Accumulation of viral or misfolded proteins in the endoplasmic reticulum (ER) and subsequent activation of cellular stress responses is an important step in the pathogenesis of inflammatory and metabolic liver disease. The transcription factor c-Jun/AP-1 regulates hepatocyte survival, proliferation and liver tumorigenesis, however, its functions during the ER stress response are incompletely understood and were addressed here using primary hepatocytes and livers from hepatocyte-specific c-Jun knockout mice (k.o.). ER stress was induced in vitro pharmacologically by Thapsigargin and Tunicamycin, respectively, and resulted in a robust induction of c-Jun expression. Interestingly, expression of various ER stress-related genes such as the pro-apoptotic transcription factor Gadd153, the ER resident chaperone Bip or splicing (i.e. activation) of the transcription factor XBP-1 was increased in k.o. hepatocytes.
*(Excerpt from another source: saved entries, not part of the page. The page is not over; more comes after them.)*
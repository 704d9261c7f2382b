use std::sync::Arc;

use async_trait::async_trait;
use chrono::{DateTime, SecondsFormat, Utc};
use thiserror::Error;

use horizon_core::domain::activity::{PartnerSearch, UserSession};
use horizon_core::domain::application::ApplicationSection;
use horizon_core::domain::knowledge::{KnowledgeEntry, KnowledgeMatch};
use horizon_core::domain::partner::Partner;
use horizon_core::domain::project::{Project, ProjectId};
use horizon_core::errors::ApplicationError;
use horizon_core::similarity::match_knowledge;

use crate::DbPool;

pub mod knowledge;
pub mod memory;
pub mod partner;
pub mod project;
pub mod section;
pub mod session;

pub use knowledge::SqlKnowledgeRepository;
pub use memory::{
    InMemoryKnowledgeRepository, InMemoryPartnerRepository, InMemoryPartnerSearchRepository,
    InMemoryProjectRepository, InMemorySectionRepository, InMemorySessionRepository,
};
pub use partner::{SqlPartnerRepository, SqlPartnerSearchRepository};
pub use project::SqlProjectRepository;
pub use section::SqlSectionRepository;
pub use session::SqlSessionRepository;

#[derive(Debug, Error)]
pub enum RepositoryError {
    #[error("database error: {0}")]
    Database(#[from] sqlx::Error),
    #[error("decode error: {0}")]
    Decode(String),
}

impl From<RepositoryError> for ApplicationError {
    fn from(error: RepositoryError) -> Self {
        Self::Persistence(error.to_string())
    }
}

/// Projects are always addressed together with their owner. A project owned by
/// someone else is indistinguishable from a missing one.
#[async_trait]
pub trait ProjectRepository: Send + Sync {
    async fn find_for_user(
        &self,
        id: &ProjectId,
        user_id: &str,
    ) -> Result<Option<Project>, RepositoryError>;
    async fn list_for_user(&self, user_id: &str) -> Result<Vec<Project>, RepositoryError>;
    async fn save(&self, project: Project) -> Result<(), RepositoryError>;
}

#[async_trait]
pub trait PartnerRepository: Send + Sync {
    async fn list_all(&self) -> Result<Vec<Partner>, RepositoryError>;
    async fn save(&self, partner: Partner) -> Result<(), RepositoryError>;
}

#[async_trait]
pub trait SectionRepository: Send + Sync {
    /// Stores `section` with the next free version for its project and
    /// section name, ignoring the version it carries. Returns the stored row.
    async fn append_version(
        &self,
        section: ApplicationSection,
    ) -> Result<ApplicationSection, RepositoryError>;
    async fn list_for_project(
        &self,
        project_id: &ProjectId,
    ) -> Result<Vec<ApplicationSection>, RepositoryError>;
}

#[async_trait]
pub trait PartnerSearchRepository: Send + Sync {
    async fn record(&self, search: PartnerSearch) -> Result<(), RepositoryError>;
    async fn list_for_project(
        &self,
        project_id: &ProjectId,
    ) -> Result<Vec<PartnerSearch>, RepositoryError>;
    async fn delete_older_than(&self, cutoff: DateTime<Utc>) -> Result<u64, RepositoryError>;
}

#[async_trait]
pub trait SessionRepository: Send + Sync {
    async fn touch(&self, session: UserSession) -> Result<(), RepositoryError>;
    async fn find_by_id(&self, id: &str) -> Result<Option<UserSession>, RepositoryError>;
    async fn delete_idle_since(&self, cutoff: DateTime<Utc>) -> Result<u64, RepositoryError>;
}

#[async_trait]
pub trait KnowledgeRepository: Send + Sync {
    async fn list_all(&self) -> Result<Vec<KnowledgeEntry>, RepositoryError>;
    async fn save(&self, entry: KnowledgeEntry) -> Result<(), RepositoryError>;

    async fn search(
        &self,
        embedding: &[f32],
        threshold: f32,
        limit: usize,
    ) -> Result<Vec<KnowledgeMatch>, RepositoryError> {
        let entries = self.list_all().await?;
        Ok(match_knowledge(&entries, embedding, threshold, limit))
    }
}

/// Every store the tools and routes touch, behind trait objects so the SQL
/// and in-memory backends are interchangeable.
#[derive(Clone)]
pub struct Repositories {
    pub projects: Arc<dyn ProjectRepository>,
    pub partners: Arc<dyn PartnerRepository>,
    pub sections: Arc<dyn SectionRepository>,
    pub partner_searches: Arc<dyn PartnerSearchRepository>,
    pub sessions: Arc<dyn SessionRepository>,
    pub knowledge: Arc<dyn KnowledgeRepository>,
}

impl Repositories {
    pub fn sql(pool: DbPool) -> Self {
        Self {
            projects: Arc::new(SqlProjectRepository::new(pool.clone())),
            partners: Arc::new(SqlPartnerRepository::new(pool.clone())),
            sections: Arc::new(SqlSectionRepository::new(pool.clone())),
            partner_searches: Arc::new(SqlPartnerSearchRepository::new(pool.clone())),
            sessions: Arc::new(SqlSessionRepository::new(pool.clone())),
            knowledge: Arc::new(SqlKnowledgeRepository::new(pool)),
        }
    }

    pub fn in_memory() -> Self {
        Self {
            projects: Arc::new(InMemoryProjectRepository::default()),
            partners: Arc::new(InMemoryPartnerRepository::default()),
            sections: Arc::new(InMemorySectionRepository::default()),
            partner_searches: Arc::new(InMemoryPartnerSearchRepository::default()),
            sessions: Arc::new(InMemorySessionRepository::default()),
            knowledge: Arc::new(InMemoryKnowledgeRepository::default()),
        }
    }
}

pub(crate) fn decode_err(error: impl std::fmt::Display) -> RepositoryError {
    RepositoryError::Decode(error.to_string())
}

pub(crate) fn parse_timestamp(value: &str) -> Result<DateTime<Utc>, RepositoryError> {
    DateTime::parse_from_rfc3339(value)
        .map(|timestamp| timestamp.with_timezone(&Utc))
        .map_err(|error| RepositoryError::Decode(format!("invalid timestamp `{value}`: {error}")))
}

pub(crate) fn decode_json<T: serde::de::DeserializeOwned>(
    column: &str,
    raw: &str,
) -> Result<T, RepositoryError> {
    serde_json::from_str(raw)
        .map_err(|error| RepositoryError::Decode(format!("invalid json in `{column}`: {error}")))
}

pub(crate) fn encode_json<T: serde::Serialize>(
    column: &str,
    value: &T,
) -> Result<String, RepositoryError> {
    serde_json::to_string(value)
        .map_err(|error| RepositoryError::Decode(format!("cannot encode `{column}`: {error}")))
}

/// Fixed-width UTC timestamps so range predicates can compare the text column.
pub(crate) fn format_timestamp(timestamp: DateTime<Utc>) -> String {
    timestamp.to_rfc3339_opts(SecondsFormat::Micros, true)
}
use chrono::{DateTime, Utc};
use serde::{Deserialize, Serialize};

use crate::domain::project::ProjectId;

#[derive(Clone, Debug, PartialEq, Eq, Hash, Serialize, Deserialize)]
pub struct SectionId(pub String);

impl SectionId {
    pub fn generate() -> Self {
        Self(uuid::Uuid::new_v4().to_string())
    }
}

/// A persisted draft of one application section. Each save of the same
/// project + section name produces a new row with the next version number.
#[derive(Clone, Debug, PartialEq, Eq, Serialize, Deserialize)]
pub struct ApplicationSection {
    pub id: SectionId,
    pub project_id: ProjectId,
    pub section_name: String,
    pub content: String,
    pub word_count: usize,
    pub compliance_status: bool,
    pub suggestions: Vec<String>,
    pub version: u32,
    pub created_at: DateTime<Utc>,
}

#[derive(Clone, Debug, Default, PartialEq, Eq, Serialize, Deserialize)]
pub struct ComplianceDetails {
    pub missing_elements: Vec<String>,
    pub strength_areas: Vec<String>,
    pub improvement_suggestions: Vec<String>,
}

#[derive(Clone, Debug, PartialEq, Eq, Serialize, Deserialize)]
pub struct GeneratedContent {
    pub section_name: String,
    pub content: String,
    pub word_count: usize,
    pub compliance_status: bool,
    pub compliance_details: ComplianceDetails,
}

#[derive(Clone, Debug, PartialEq, Eq, Serialize, Deserialize)]
pub struct AlternativeVersion {
    pub focus: String,
    pub content: String,
    pub word_count: usize,
}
Moreover, signs of increased hepatocyte damage and cell death such as cytoplasmic vacuolization and ER swelling as determined by electron microscopy, cleavage of caspases 3, 7 and 12 and increased expression of the chemokines CXCL1 and CXCL2 were apparent in hepatocytes lacking c-Jun. Recent data suggest that autophagy, a conserved process of self-degradation of organelles, promotes cell survival during acute ER stress and is regulated by the Jun kinase JNK. Chemical inhibition of JNK or autophagy in ER-stressed wild-type hepatocytes also resulted in cytoplasmic vacuolization reminiscent of the phenotype observed in k.o. cells, in which autophagosome numbers were consistently reduced. Moreover, increased hepatic expression of ER stress related genes, cytoplasmic vacuolization and hepatocyte death were also apparent upon induction of ER stress in k.o. mice in vivo. These data suggest that c-Jun protects hepatocytes against excessive activation of the ER stress response and subsequent cell death, possibly by interacting with the autophagy machinery.